Despite advances in medical therapy, pulmonary arterial hypertension (PAH) remains an inexorably progressive and highly lethal disease. Signal transducer and activator of transcription (STAT)-3 is one of the main intracellular transcription factors implicated in PAH vascular remodeling. We hypothesized that niclosamide, a STAT3 inhibitor, would reduce vascular remodeling in an established pulmonary arterial hypertension model, thus enhancing cardiac function. Male Wistar rats were treated either with monocrotaline (60 mg/kg), to induce PAH, or saline (C group) by intraperitoneal injection. On day 14, PAH animals were randomly assigned to receive oral (1) saline (PAH-SAL); (2) niclosamide (75 mg/kg/day) (PAH-NICLO); (3) sildenafil (20 mg/kg/day) (PAH-SIL); or (4) niclosamide + sildenafil (PAH-NICLO + SIL), once daily for 14 days. On day 28, right ventricular systolic pressure was lower in all treated groups compared to PAH-SAL. Pulmonary vascular collagen content was lower in PAH-NICLO (37 ± 3%) and PAH-NICLO + SIL (37 ± 6%) compared to PAH-SAL (68 ± 4%), but not in PAH-SIL (52 ± 1%). CD-34, an endothelial cell marker, was higher, while vimentin, a mesenchymal cell marker, was lower in PAH-NICLO and PAH-NICLO + SIL compared to PAH-SAL, suggesting attenuation of endothelial-mesenchymal transition. Expression of STAT3 downstream targets such as transforming growth factor (TGF)-β, hypoxia-inducible factor (HIF)-1, and provirus integration site for Moloney murine leukemia virus (PIM-1) in lung tissue was reduced in PAH-NICLO and PAH-NICLO + SIL compared to PAH-SAL. In conclusion, niclosamide, with or without sildenafil, mitigated vascular remodeling and improved right ventricle systolic pressure.
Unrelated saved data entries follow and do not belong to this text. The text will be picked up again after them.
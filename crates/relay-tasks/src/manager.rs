use std::collections::HashMap;
use std::sync::{Arc, Mutex};

use relay_agent::{AgentLoop, EventSink, LoopEvent, LoopInput};
use relay_llm::CancelToken;
use relay_store::{
    ChatStore, StoreResult, Task, TaskEvent, TaskEventKind, TaskStatus, TaskUpdate,
};
use serde_json::{Value, json};
use tokio::sync::Mutex as AsyncMutex;
use tracing::{info, warn};

use crate::bus::TaskEventBus;
use crate::errors::TaskError;
use crate::subscribe::TaskSubscription;

/// Fixed message carried by the cancellation error event.
pub const CANCEL_MESSAGE: &str = "Task cancelled";

#[derive(Clone, Debug, Default)]
pub struct TaskInput {
    pub message: String,
    pub session_id: Option<String>,
    pub user: Option<String>,
    pub images: Vec<String>,
}

impl TaskInput {
    pub fn message(message: impl Into<String>) -> Self {
        Self {
            message: message.into(),
            ..Self::default()
        }
    }
}

#[derive(Clone, Debug, PartialEq, Eq)]
pub struct SubmitReceipt {
    pub task_id: String,
    pub session_id: String,
}

struct ManagerInner {
    store: Arc<dyn ChatStore>,
    agent: AgentLoop,
    bus: Arc<TaskEventBus>,
    cancellations: Mutex<HashMap<String, CancelToken>>,
}

/// Gives every agent-loop run a stable identity, a status, and a durable,
/// replayable event feed.
///
/// All mutable registries (cancellation tokens, bus channels) live on this
/// instance; constructing two managers yields fully isolated runtimes.
#[derive(Clone)]
pub struct TaskManager {
    inner: Arc<ManagerInner>,
}

impl TaskManager {
    pub fn new(store: Arc<dyn ChatStore>, agent: AgentLoop) -> Self {
        Self {
            inner: Arc::new(ManagerInner {
                store,
                agent,
                bus: Arc::new(TaskEventBus::new()),
                cancellations: Mutex::new(HashMap::new()),
            }),
        }
    }

    /// Creates the task and schedules execution; returns without waiting.
    pub async fn submit(&self, input: TaskInput) -> Result<SubmitReceipt, TaskError> {
        let session = self
            .inner
            .store
            .get_or_create_session(input.session_id.as_deref(), input.user.as_deref())
            .await?;
        let task = self
            .inner
            .store
            .create_task(&session.id, &input.message, &input.images)
            .await?;
        info!(task_id = %task.id, session_id = %session.id, "task submitted");

        let inner = self.inner.clone();
        let task_id = task.id.clone();
        tokio::spawn(async move { inner.execute(&task_id).await });

        Ok(SubmitReceipt {
            task_id: task.id,
            session_id: session.id,
        })
    }

    pub async fn get_status(&self, task_id: &str) -> Result<Option<Task>, TaskError> {
        Ok(self.inner.store.get_task(task_id).await?)
    }

    /// Cancels a live run via its token, or settles a pending/running row
    /// whose token is gone (e.g. after a restart). Returns `false` when the
    /// task already finished.
    pub async fn cancel(&self, task_id: &str) -> Result<bool, TaskError> {
        let token = {
            self.inner
                .cancellations
                .lock()
                .expect("cancellation registry poisoned")
                .get(task_id)
                .cloned()
        };
        if let Some(token) = token {
            info!(task_id, "cancelling running task");
            token.cancel();
            return Ok(true);
        }

        match self.inner.store.get_task(task_id).await? {
            Some(task) if !task.status.is_terminal() => {
                info!(task_id, "cancelling task without a live run");
                self.inner
                    .append_event(task_id, TaskEventKind::Error, json!({ "message": CANCEL_MESSAGE }))
                    .await?;
                self.inner
                    .store
                    .update_task(task_id, TaskUpdate::status(TaskStatus::Cancelled))
                    .await?;
                self.inner.bus.end(task_id);
                Ok(true)
            }
            _ => Ok(false),
        }
    }

    /// Opens an event subscription: replay of persisted events with id
    /// greater than `last_event_id`, then live delivery to end-of-stream.
    pub async fn subscribe(
        &self,
        task_id: &str,
        last_event_id: Option<i64>,
    ) -> Result<TaskSubscription, TaskError> {
        // the live listener attaches before the replay read so events
        // appended during the read are buffered, not lost
        let (subscriber_id, live) = self.inner.bus.attach(task_id);

        let prepared: Result<(Vec<TaskEvent>, bool), TaskError> = async {
            let replay = self
                .inner
                .store
                .list_task_events_since(task_id, last_event_id)
                .await?;
            let task = self
                .inner
                .store
                .get_task(task_id)
                .await?
                .ok_or_else(|| TaskError::UnknownTask(task_id.to_string()))?;
            Ok((replay, task.status.is_terminal()))
        }
        .await;

        match prepared {
            Ok((replay, terminal)) => Ok(TaskSubscription::new(
                self.inner.bus.clone(),
                task_id.to_string(),
                subscriber_id,
                replay,
                live,
                last_event_id.unwrap_or(0),
                terminal,
            )),
            Err(error) => {
                self.inner.bus.detach(task_id, subscriber_id);
                Err(error)
            }
        }
    }
}

impl ManagerInner {
    async fn execute(&self, task_id: &str) {
        let token = CancelToken::new();
        self.cancellations
            .lock()
            .expect("cancellation registry poisoned")
            .insert(task_id.to_string(), token.clone());

        let result = self.run_task(task_id, token).await;

        self.cancellations
            .lock()
            .expect("cancellation registry poisoned")
            .remove(task_id);
        self.bus.end(task_id);

        if let Err(error) = result {
            warn!(task_id, error = %error, "task execution could not be settled");
        }
    }

    async fn run_task(&self, task_id: &str, token: CancelToken) -> Result<(), TaskError> {
        let Some(task) = self.store.get_task(task_id).await? else {
            return Err(TaskError::UnknownTask(task_id.to_string()));
        };
        if task.status.is_terminal() {
            // cancelled in the gap between submit and execution start
            return Ok(());
        }

        self.store
            .update_task(task_id, TaskUpdate::status(TaskStatus::Running))
            .await?;

        let sink = Arc::new(TaskEventSink {
            store: self.store.clone(),
            bus: self.bus.clone(),
            task_id: task_id.to_string(),
            gate: AsyncMutex::new(()),
        });

        let outcome = self
            .agent
            .run(
                LoopInput {
                    session_id: task.session_id.clone(),
                    message: task.input.clone(),
                    images: task.images.clone(),
                },
                sink.clone(),
                token,
            )
            .await;

        // the terminal event is appended before the status flips, so an
        // observer that reads a terminal status always finds the event
        // persisted or already buffered on its live channel
        match outcome {
            Ok(run) if run.cancelled => {
                info!(task_id, "task cancelled");
                sink.append(TaskEventKind::Error, json!({ "message": CANCEL_MESSAGE }))
                    .await?;
                self.store
                    .update_task(task_id, TaskUpdate::status(TaskStatus::Cancelled))
                    .await?;
            }
            Ok(run) => {
                info!(task_id, "task completed");
                sink.append(TaskEventKind::Done, json!({ "reply": run.reply.clone() }))
                    .await?;
                self.store
                    .update_task(task_id, TaskUpdate::completed(run.reply))
                    .await?;
            }
            Err(error) => {
                let message = error.to_string();
                warn!(task_id, error = %message, "task failed");
                sink.append(TaskEventKind::Error, json!({ "message": message.clone() }))
                    .await?;
                self.store
                    .update_task(task_id, TaskUpdate::failed(message))
                    .await?;
            }
        }
        Ok(())
    }

    async fn append_event(
        &self,
        task_id: &str,
        kind: TaskEventKind,
        data: Value,
    ) -> Result<TaskEvent, TaskError> {
        let event = self.store.create_task_event(task_id, kind, data).await?;
        self.bus.publish(task_id, event.clone());
        Ok(event)
    }
}

/// Store-backed sink: every loop event is persisted, then published, in
/// emission order.
struct TaskEventSink {
    store: Arc<dyn ChatStore>,
    bus: Arc<TaskEventBus>,
    task_id: String,
    gate: AsyncMutex<()>,
}

impl TaskEventSink {
    async fn append(&self, kind: TaskEventKind, data: Value) -> StoreResult<TaskEvent> {
        // append and publish under one gate so bus order matches id order
        // even if emitters ever overlap
        let _gate = self.gate.lock().await;
        let event = self.store.create_task_event(&self.task_id, kind, data).await?;
        self.bus.publish(&self.task_id, event.clone());
        Ok(event)
    }
}

#[async_trait::async_trait]
impl EventSink for TaskEventSink {
    async fn emit(&self, event: LoopEvent) -> StoreResult<()> {
        self.append(event.kind, event.data).await.map(drop)
    }
}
This new role for a well-established drug may represent a promising therapy for PAH. [Display omitted] •STAT-3 has been associated with vascular remodeling in PAH.•Niclosamide is known to inhibit STAT3 phosphorylation and has low toxicity.•Niclosamide with sildenafil improved vascular remodeling and cardiac function.•A new role for a well-established drug may represent a promising therapy for PAH.